We are now less than a month away before the country goes to the polls for a General Election that is heading for a very predictable stalemate.
A hung parliament seems almost inevitable, with opinion poll after opinion poll showing the two major parties neck and neck for months now.
I have long believed that the eventual outcome will see us in virtually the same place we are at now, with the Conservatives as the largest party, and the Liberal Democrats doing better than expected. The surge of support for the SNP in Scotland has done for any slim chance Labour had of forming a majority administration. What happens once all the backroom deals and horse trading have taken place is anyone’s guess, but another period of multi-party co-operation is certain.
Also certain is that the north of England will firmly reject the Tories, as will Scotland and Wales, making the political divide across Britain greater than ever.

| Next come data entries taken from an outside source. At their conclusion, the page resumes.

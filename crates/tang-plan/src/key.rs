//! Composite memoization keys
//!
//! Provides [`SetValuedKey`], the key partial resolution results are cached
//! under: two ordered sequences concatenated into one.

use std::collections::hash_map::DefaultHasher;
use std::hash::{Hash, Hasher};
use tang_types::{ConstructorDef, Node};

/// Concatenation of two ordered sequences
///
/// Equality is positional. The hash is the sum of the element hashes, which
/// ignores order; that only affects bucket spread, never equality.
#[derive(Debug, Clone)]
pub struct SetValuedKey<T> {
    key: Vec<T>,
}

impl<T: Clone> SetValuedKey<T> {
    /// Key over `ts` followed by `us`
    #[must_use]
    pub fn new(ts: &[T], us: &[T]) -> Self {
        let mut key = Vec::with_capacity(ts.len() + us.len());
        key.extend_from_slice(ts);
        key.extend_from_slice(us);
        Self { key }
    }
}

impl<T> SetValuedKey<T> {
    /// Elements in order
    #[inline]
    #[must_use]
    pub fn as_slice(&self) -> &[T] {
        &self.key
    }

    /// Number of elements
    #[inline]
    #[must_use]
    pub fn len(&self) -> usize {
        self.key.len()
    }

    /// True for a key over two empty sequences
    #[inline]
    #[must_use]
    pub fn is_empty(&self) -> bool {
        self.key.is_empty()
    }
}

impl SetValuedKey<String> {
    /// Key for the plan of a whole node
    #[must_use]
    pub fn for_node(node: &dyn Node) -> Self {
        Self {
            key: vec![node.full_name().to_string()],
        }
    }

    /// Key for one constructor of a class: the class followed by its
    /// parameter identities
    #[must_use]
    pub fn for_constructor(constructor: &dyn ConstructorDef) -> Self {
        Self::new(
            &[constructor.class_name().to_string()],
            &constructor.arg_names(),
        )
    }
}

impl<T: PartialEq> PartialEq for SetValuedKey<T> {
    fn eq(&self, other: &Self) -> bool {
        self.key == other.key
    }
}

impl<T: Eq> Eq for SetValuedKey<T> {}

impl<T: Hash> Hash for SetValuedKey<T> {
    fn hash<H: Hasher>(&self, state: &mut H) {
        let sum = self.key.iter().fold(0u64, |acc, element| {
            let mut hasher = DefaultHasher::new();
            element.hash(&mut hasher);
            acc.wrapping_add(hasher.finish())
        });
        state.write_u64(sum);
    }
}
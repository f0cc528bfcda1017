//! Per-pass resolution cache
//!
//! Each slot is either in progress or ready; a missing slot is absent. A slot
//! is opened with [`PlanCache::begin`] before its plan is computed, so a
//! re-entrant request for the same key finds it in progress and is reported
//! as a cycle instead of recursing forever.
//!
//! The cache belongs to one resolution pass and is not shared between
//! threads.

use crate::error::{PlanError, ResolutionError};
use crate::key::SetValuedKey;
use crate::plan::InjectionPlan;
use std::collections::HashMap;
use std::hash::Hash;
use tang_types::NodeRef;

/// State of one cache slot
#[derive(Debug, Clone)]
pub enum CacheEntry {
    /// Plan for the node is still being built
    InProgress(NodeRef),

    /// Finished plan
    Ready(InjectionPlan),
}

impl CacheEntry {
    /// Node the slot belongs to
    #[must_use]
    pub fn node(&self) -> &NodeRef {
        match self {
            Self::InProgress(node) => node,
            Self::Ready(plan) => plan.node(),
        }
    }

    /// True once the plan is finished
    #[inline]
    #[must_use]
    pub fn is_ready(&self) -> bool {
        matches!(self, Self::Ready(_))
    }

    /// The finished plan
    ///
    /// # Errors
    /// [`PlanError::UsedBeforeReady`] while the slot is in progress
    pub fn plan(&self) -> Result<&InjectionPlan, PlanError> {
        match self {
            Self::Ready(plan) => Ok(plan),
            Self::InProgress(node) => Err(PlanError::UsedBeforeReady(node.full_name().to_string())),
        }
    }

    /// See [`InjectionPlan::num_alternatives`]
    ///
    /// # Errors
    /// [`PlanError::UsedBeforeReady`] while the slot is in progress
    pub fn num_alternatives(&self) -> Result<usize, PlanError> {
        self.plan().map(InjectionPlan::num_alternatives)
    }

    /// See [`InjectionPlan::is_ambiguous`]
    ///
    /// # Errors
    /// [`PlanError::UsedBeforeReady`] while the slot is in progress
    pub fn is_ambiguous(&self) -> Result<bool, PlanError> {
        self.plan().map(InjectionPlan::is_ambiguous)
    }

    /// See [`InjectionPlan::is_injectable`]
    ///
    /// # Errors
    /// [`PlanError::UsedBeforeReady`] while the slot is in progress
    pub fn is_injectable(&self) -> Result<bool, PlanError> {
        self.plan().map(InjectionPlan::is_injectable)
    }

    /// See [`InjectionPlan::has_future_dependency`]
    ///
    /// # Errors
    /// [`PlanError::UsedBeforeReady`] while the slot is in progress
    pub fn has_future_dependency(&self) -> Result<bool, PlanError> {
        self.plan().map(InjectionPlan::has_future_dependency)
    }

    /// See [`InjectionPlan::is_infeasible_leaf`]
    ///
    /// # Errors
    /// [`PlanError::UsedBeforeReady`] while the slot is in progress
    pub fn is_infeasible_leaf(&self) -> Result<bool, PlanError> {
        self.plan().map(InjectionPlan::is_infeasible_leaf)
    }

    /// See [`InjectionPlan::to_shallow_string`]
    ///
    /// # Errors
    /// [`PlanError::UsedBeforeReady`] while the slot is in progress
    pub fn to_shallow_string(&self) -> Result<String, PlanError> {
        self.plan().map(InjectionPlan::to_shallow_string)
    }

    /// See [`InjectionPlan::to_cant_inject_string`]
    ///
    /// # Errors
    /// [`PlanError::UsedBeforeReady`] while the slot is in progress, or the
    /// plan's own contract violation
    pub fn to_cant_inject_string(&self) -> Result<String, PlanError> {
        self.plan()?.to_cant_inject_string()
    }

    /// Children of a finished plan; an in-progress slot has none to descend
    /// into
    #[must_use]
    pub fn children(&self) -> &[InjectionPlan] {
        match self {
            Self::Ready(plan) => plan.children(),
            Self::InProgress(_) => &[],
        }
    }
}

/// Tri-state plan cache for one resolution pass
#[derive(Debug)]
pub struct PlanCache<K = SetValuedKey<String>> {
    entries: HashMap<K, CacheEntry>,
}

impl<K> Default for PlanCache<K> {
    fn default() -> Self {
        Self {
            entries: HashMap::new(),
        }
    }
}

impl<K: Hash + Eq> PlanCache<K> {
    /// Create empty cache
    #[inline]
    #[must_use]
    pub fn new() -> Self {
        Self::default()
    }

    /// Number of slots, in progress or ready
    #[inline]
    #[must_use]
    pub fn len(&self) -> usize {
        self.entries.len()
    }

    /// True if no slot exists
    #[inline]
    #[must_use]
    pub fn is_empty(&self) -> bool {
        self.entries.is_empty()
    }

    /// Number of slots still in progress
    #[must_use]
    pub fn in_progress(&self) -> usize {
        self.entries.values().filter(|e| !e.is_ready()).count()
    }

    /// Slot for `key`, if any
    #[inline]
    #[must_use]
    pub fn get(&self, key: &K) -> Option<&CacheEntry> {
        self.entries.get(key)
    }

    /// Finished plan for `key`, or `None` if the slot is absent
    ///
    /// # Errors
    /// [`ResolutionError::CycleDetected`] if the slot is in progress
    pub fn lookup(&self, key: &K) -> Result<Option<InjectionPlan>, ResolutionError> {
        match self.entries.get(key) {
            None => Ok(None),
            Some(CacheEntry::Ready(plan)) => Ok(Some(plan.clone())),
            Some(CacheEntry::InProgress(node)) => {
                Err(ResolutionError::CycleDetected(node.full_name().to_string()))
            }
        }
    }

    /// Open the slot for `key`
    ///
    /// # Errors
    /// - [`ResolutionError::CycleDetected`] if the slot is already in progress
    /// - [`ResolutionError::AlreadyResolved`] if the slot is ready
    pub fn begin(&mut self, key: K, node: NodeRef) -> Result<(), ResolutionError> {
        match self.entries.get(&key) {
            Some(CacheEntry::InProgress(_)) => Err(ResolutionError::CycleDetected(
                node.full_name().to_string(),
            )),
            Some(CacheEntry::Ready(_)) => Err(ResolutionError::AlreadyResolved(
                node.full_name().to_string(),
            )),
            None => {
                self.entries.insert(key, CacheEntry::InProgress(node));
                Ok(())
            }
        }
    }

    /// Replace the in-progress slot for `key` with its finished plan
    ///
    /// # Errors
    /// [`ResolutionError::NotInProgress`] if the slot was not opened
    pub fn finish(&mut self, key: &K, plan: InjectionPlan) -> Result<InjectionPlan, ResolutionError> {
        match self.entries.get_mut(key) {
            Some(entry @ CacheEntry::InProgress(_)) => {
                *entry = CacheEntry::Ready(plan.clone());
                Ok(plan)
            }
            _ => Err(ResolutionError::NotInProgress(
                plan.node().full_name().to_string(),
            )),
        }
    }

    /// Drop an in-progress slot after its resolution failed
    ///
    /// Returns false if there was no in-progress slot for `key`.
    pub fn abandon(&mut self, key: &K) -> bool {
        if matches!(self.entries.get(key), Some(CacheEntry::InProgress(_))) {
            self.entries.remove(key);
            true
        } else {
            false
        }
    }

    /// Forget every slot
    #[inline]
    pub fn clear(&mut self) {
        self.entries.clear();
    }
}

#[cfg(test)]
mod tests {
    use super::*;
    use tang_types::{InstanceValue, MemoryHierarchy};

    fn foo() -> NodeRef {
        let mut h = MemoryHierarchy::new();
        h.add_class("app.Foo").unwrap()
    }

    fn plan(node: &NodeRef) -> InjectionPlan {
        InjectionPlan::instance(node.clone(), InstanceValue::new("foo"))
    }

    #[test]
    fn begin_then_finish() {
        let node = foo();
        let key = SetValuedKey::for_node(node.as_ref());
        let mut cache = PlanCache::new();

        assert!(cache.lookup(&key).unwrap().is_none());
        cache.begin(key.clone(), node.clone()).unwrap();
        assert_eq!(cache.in_progress(), 1);

        let finished = cache.finish(&key, plan(&node)).unwrap();
        assert_eq!(finished.node().full_name(), "app.Foo");
        assert_eq!(cache.in_progress(), 0);
        assert!(cache.lookup(&key).unwrap().is_some());
    }

    #[test]
    fn reentrant_request_is_cycle() {
        let node = foo();
        let key = SetValuedKey::for_node(node.as_ref());
        let mut cache = PlanCache::new();
        cache.begin(key.clone(), node.clone()).unwrap();

        let err = cache.lookup(&key).unwrap_err();
        assert_eq!(err, ResolutionError::CycleDetected("app.Foo".into()));

        let err = cache.begin(key, node).unwrap_err();
        assert!(err.is_cycle());
    }

    #[test]
    fn in_progress_entry_rejects_every_query() {
        let entry = CacheEntry::InProgress(foo());
        let expected = PlanError::UsedBeforeReady("app.Foo".into());

        assert_eq!(entry.plan().unwrap_err(), expected);
        assert_eq!(entry.num_alternatives().unwrap_err(), expected);
        assert_eq!(entry.is_ambiguous().unwrap_err(), expected);
        assert_eq!(entry.is_injectable().unwrap_err(), expected);
        assert_eq!(entry.has_future_dependency().unwrap_err(), expected);
        assert_eq!(entry.is_infeasible_leaf().unwrap_err(), expected);
        assert_eq!(entry.to_shallow_string().unwrap_err(), expected);
        assert_eq!(entry.to_cant_inject_string().unwrap_err(), expected);
        assert!(entry.children().is_empty());
        assert!(expected.is_contract_violation());
    }

    #[test]
    fn ready_entry_delegates() {
        let node = foo();
        let entry = CacheEntry::Ready(plan(&node));
        assert_eq!(entry.num_alternatives().unwrap(), 1);
        assert!(entry.is_injectable().unwrap());
        assert_eq!(entry.to_shallow_string().unwrap(), "Foo");
    }

    #[test]
    fn finish_without_begin_fails() {
        let node = foo();
        let key = SetValuedKey::for_node(node.as_ref());
        let mut cache = PlanCache::new();

        let err = cache.finish(&key, plan(&node)).unwrap_err();
        assert_eq!(err, ResolutionError::NotInProgress("app.Foo".into()));
    }

    #[test]
    fn ready_slot_cannot_be_reopened() {
        let node = foo();
        let key = SetValuedKey::for_node(node.as_ref());
        let mut cache = PlanCache::new();
        cache.begin(key.clone(), node.clone()).unwrap();
        cache.finish(&key, plan(&node)).unwrap();

        let err = cache.begin(key, node).unwrap_err();
        assert!(matches!(err, ResolutionError::AlreadyResolved(_)));
    }

    #[test]
    fn abandon_only_drops_in_progress() {
        let node = foo();
        let key = SetValuedKey::for_node(node.as_ref());
        let mut cache = PlanCache::new();
        cache.begin(key.clone(), node.clone()).unwrap();

        assert!(cache.abandon(&key));
        assert!(cache.is_empty());
        assert!(!cache.abandon(&key));

        cache.begin(key.clone(), node.clone()).unwrap();
        cache.finish(&key, plan(&node)).unwrap();
        assert!(!cache.abandon(&key));
        assert_eq!(cache.len(), 1);

        cache.clear();
        assert!(cache.is_empty());
    }
}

As democracies go, the UK is the most centralised of any comparable governance structure in Europe, but the Scottish devolution debate has led to a George Osborne led devolution strategy that, thus far, has only really hit his own backyard of Manchester.
An election result that puts David Cameron back in number 10, but that leaves his party without any significant representation either from the north at Westminster or in the Town Halls of Liverpool, Leeds, Newcastle or Sheffield will simply add to the weight of argument for an acceleration of decentralisation and genuine devolved powers to city regions, and potentially county regions such as Lancashire too.

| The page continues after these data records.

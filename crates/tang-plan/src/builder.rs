//! Plan construction from a class hierarchy
//!
//! [`PlanBuilder`] turns a node identity into the full [`InjectionPlan`] of
//! every way it could be built. Node plans and constructor plans are
//! memoized in separate [`PlanCache`]s for the lifetime of the builder, so a
//! shared dependency is planned once and a re-entrant request is reported as
//! a cycle.
//!
//! # Example
//!
//! ```
//! use tang_plan::{Bindings, PlanBuilder};
//! use tang_types::MemoryHierarchy;
//!
//! let mut hierarchy = MemoryHierarchy::new();
//! hierarchy.add_class("app.Clock").unwrap();
//! hierarchy.add_constructor("app.Clock", &[]).unwrap();
//!
//! let bindings = Bindings::new();
//! let mut builder = PlanBuilder::new(&hierarchy, &bindings);
//! let plan = builder.build_by_name("app.Clock").unwrap();
//! assert!(plan.is_injectable());
//! ```

use crate::cache::PlanCache;
use crate::config::BuilderConfig;
use crate::error::{ResolutionError, ResolutionResult};
use crate::key::SetValuedKey;
use crate::plan::InjectionPlan;
use indexmap::IndexMap;
use tang_types::{
    same_node, ClassHierarchy, ConstructorRef, InstanceValue, NodeKind, NodeRef,
};

/// Explicit choices made by the caller, keyed by full name
#[derive(Debug, Clone, Default)]
pub struct Bindings {
    instances: IndexMap<String, InstanceValue>,
    implementations: IndexMap<String, String>,
}

impl Bindings {
    /// Create empty bindings
    #[inline]
    #[must_use]
    pub fn new() -> Self {
        Self::default()
    }

    /// Bind a ready value to a class or named parameter
    pub fn bind_instance(&mut self, full_name: impl Into<String>, value: impl Into<InstanceValue>) {
        self.instances.insert(full_name.into(), value.into());
    }

    /// Bind a class or interface to one implementation
    pub fn bind_implementation(
        &mut self,
        full_name: impl Into<String>,
        implementation: impl Into<String>,
    ) {
        self.implementations
            .insert(full_name.into(), implementation.into());
    }

    /// With a bound value
    #[must_use]
    pub fn with_instance(
        mut self,
        full_name: impl Into<String>,
        value: impl Into<InstanceValue>,
    ) -> Self {
        self.bind_instance(full_name, value);
        self
    }

    /// With a bound implementation
    #[must_use]
    pub fn with_implementation(
        mut self,
        full_name: impl Into<String>,
        implementation: impl Into<String>,
    ) -> Self {
        self.bind_implementation(full_name, implementation);
        self
    }

    /// Value bound to `full_name`
    #[inline]
    #[must_use]
    pub fn instance(&self, full_name: &str) -> Option<&InstanceValue> {
        self.instances.get(full_name)
    }

    /// Implementation bound to `full_name`
    #[inline]
    #[must_use]
    pub fn implementation(&self, full_name: &str) -> Option<&str> {
        self.implementations.get(full_name).map(String::as_str)
    }

    /// Total number of bindings
    #[inline]
    #[must_use]
    pub fn len(&self) -> usize {
        self.instances.len() + self.implementations.len()
    }

    /// True if nothing is bound
    #[inline]
    #[must_use]
    pub fn is_empty(&self) -> bool {
        self.instances.is_empty() && self.implementations.is_empty()
    }
}

#[derive(Debug, Clone, Copy)]
enum Slot {
    Node,
    Constructor,
}

/// Builds injection plans for one resolution pass
#[derive(Debug)]
pub struct PlanBuilder<'h, H: ClassHierarchy + ?Sized> {
    hierarchy: &'h H,
    bindings: &'h Bindings,
    config: BuilderConfig,
    nodes: PlanCache,
    constructors: PlanCache,
    depth: usize,
}

impl<'h, H: ClassHierarchy + ?Sized> PlanBuilder<'h, H> {
    /// Create builder with default configuration
    #[must_use]
    pub fn new(hierarchy: &'h H, bindings: &'h Bindings) -> Self {
        Self {
            hierarchy,
            bindings,
            config: BuilderConfig::default(),
            nodes: PlanCache::new(),
            constructors: PlanCache::new(),
            depth: 0,
        }
    }

    /// With configuration
    #[inline]
    #[must_use]
    pub fn with_config(mut self, config: BuilderConfig) -> Self {
        self.config = config;
        self
    }

    /// Active configuration
    #[inline]
    #[must_use]
    pub fn config(&self) -> &BuilderConfig {
        &self.config
    }

    /// Number of finished node plans
    #[inline]
    #[must_use]
    pub fn cached_nodes(&self) -> usize {
        self.nodes.len()
    }

    /// Forget everything planned so far
    pub fn reset(&mut self) {
        self.nodes.clear();
        self.constructors.clear();
        self.depth = 0;
    }

    /// Plan for the node registered under `full_name`
    ///
    /// # Errors
    /// Unknown name, or any error of [`PlanBuilder::build`]
    pub fn build_by_name(&mut self, full_name: &str) -> ResolutionResult<InjectionPlan> {
        let node = self.hierarchy.node(full_name)?;
        self.build(&node)
    }

    /// Plan for `node`
    ///
    /// # Errors
    /// - [`ResolutionError::NotInjectable`] for a package
    /// - [`ResolutionError::CycleDetected`] for a constructor cycle not
    ///   broken by a future parameter
    /// - [`ResolutionError::DepthExceeded`] past the depth budget
    /// - hierarchy lookup and value parse failures
    pub fn build(&mut self, node: &NodeRef) -> ResolutionResult<InjectionPlan> {
        let key = SetValuedKey::for_node(node.as_ref());
        self.memoized(Slot::Node, key, node, |builder| builder.resolve_node(node))
    }

    fn resolve_node(&mut self, node: &NodeRef) -> ResolutionResult<InjectionPlan> {
        let hierarchy = self.hierarchy;
        let bindings = self.bindings;
        let full_name = node.full_name();
        tracing::trace!(node = full_name, depth = self.depth, "resolving");

        match node.kind() {
            NodeKind::Package => Err(ResolutionError::NotInjectable(full_name.to_string())),
            NodeKind::NamedParameter => {
                if let Some(value) = bindings.instance(full_name) {
                    return Ok(InjectionPlan::instance(node.clone(), value.clone()));
                }
                if let Some(default) = hierarchy.default_value(node.as_ref()) {
                    let value = hierarchy.parse(node.as_ref(), default)?;
                    return Ok(InjectionPlan::instance(node.clone(), value));
                }
                tracing::debug!(param = full_name, "named parameter has no value");
                Ok(InjectionPlan::subplan(node.clone(), Vec::new()))
            }
            NodeKind::Class => self.resolve_class(node),
        }
    }

    fn resolve_class(&mut self, node: &NodeRef) -> ResolutionResult<InjectionPlan> {
        let hierarchy = self.hierarchy;
        let bindings = self.bindings;
        let full_name = node.full_name();

        if let Some(value) = bindings.instance(full_name) {
            return Ok(InjectionPlan::instance(node.clone(), value.clone()));
        }
        if let Some(target) = bindings.implementation(full_name) {
            if target != full_name {
                let implementation = hierarchy.node(target)?;
                let plan = self.build(&implementation)?;
                return Ok(InjectionPlan::subplan(node.clone(), vec![plan]));
            }
        }

        let mut alternatives = Vec::new();
        for constructor in hierarchy.constructors(node.as_ref()) {
            alternatives.push(self.build_constructor(node, constructor)?);
        }
        for implementation in hierarchy.implementations(node.as_ref()) {
            if same_node(implementation.as_ref(), node.as_ref()) {
                continue;
            }
            alternatives.push(self.build(implementation)?);
        }

        let plan = InjectionPlan::subplan(node.clone(), alternatives);
        tracing::debug!(
            class = full_name,
            alternatives = plan.num_alternatives(),
            "planned class"
        );
        Ok(plan)
    }

    fn build_constructor(
        &mut self,
        node: &NodeRef,
        constructor: &ConstructorRef,
    ) -> ResolutionResult<InjectionPlan> {
        let key = SetValuedKey::for_constructor(constructor.as_ref());
        self.memoized(Slot::Constructor, key, node, |builder| {
            let mut args = Vec::with_capacity(constructor.args().len());
            for arg in constructor.args() {
                let plan = if arg.is_future() {
                    let target = arg.node();
                    InjectionPlan::instance(target.clone(), InstanceValue::new(target.full_name()))
                        .into_deferred()
                } else {
                    builder.build(arg.node())?
                };
                args.push(plan);
            }
            Ok(InjectionPlan::constructor(
                node.clone(),
                constructor.clone(),
                args,
            ))
        })
    }

    fn memoized<F>(
        &mut self,
        slot: Slot,
        key: SetValuedKey<String>,
        node: &NodeRef,
        resolve: F,
    ) -> ResolutionResult<InjectionPlan>
    where
        F: FnOnce(&mut Self) -> ResolutionResult<InjectionPlan>,
    {
        match self.cache(slot).lookup(&key) {
            Ok(Some(plan)) => return Ok(plan),
            Ok(None) => {}
            Err(err) => {
                tracing::debug!(node = node.full_name(), "cycle detected");
                return Err(err);
            }
        }
        if self.depth >= self.config.max_depth {
            tracing::warn!(
                node = node.full_name(),
                max_depth = self.config.max_depth,
                "depth budget exhausted"
            );
            return Err(ResolutionError::DepthExceeded {
                name: node.full_name().to_string(),
                max_depth: self.config.max_depth,
            });
        }

        self.cache(slot).begin(key.clone(), node.clone())?;
        self.depth += 1;
        let result = resolve(self);
        self.depth -= 1;

        match result {
            Ok(plan) => self.cache(slot).finish(&key, plan),
            Err(err) => {
                self.cache(slot).abandon(&key);
                Err(err)
            }
        }
    }

    fn cache(&mut self, slot: Slot) -> &mut PlanCache {
        match slot {
            Slot::Node => &mut self.nodes,
            Slot::Constructor => &mut self.constructors,
        }
    }
}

The price for such a shift in governance structures should be elected leaders, or elected mayors (the title shouldn’t much matter), because, quite rightly, no government should concede the sort of powers that Manchester will benefit from without strengthening the democratic accountability of those who will take those powers. There is also an urgent need to slim down and streamline existing local government structures.
As we argue in Downtown’s ‘Manifesto’ we are currently trying to deliver a 21st Century economy with 19th Century structures, and this has to change.
The discussion and debate as to what that change should be will begin in earnest on 8th May. Downtown is looking forward to being part of that important conversation.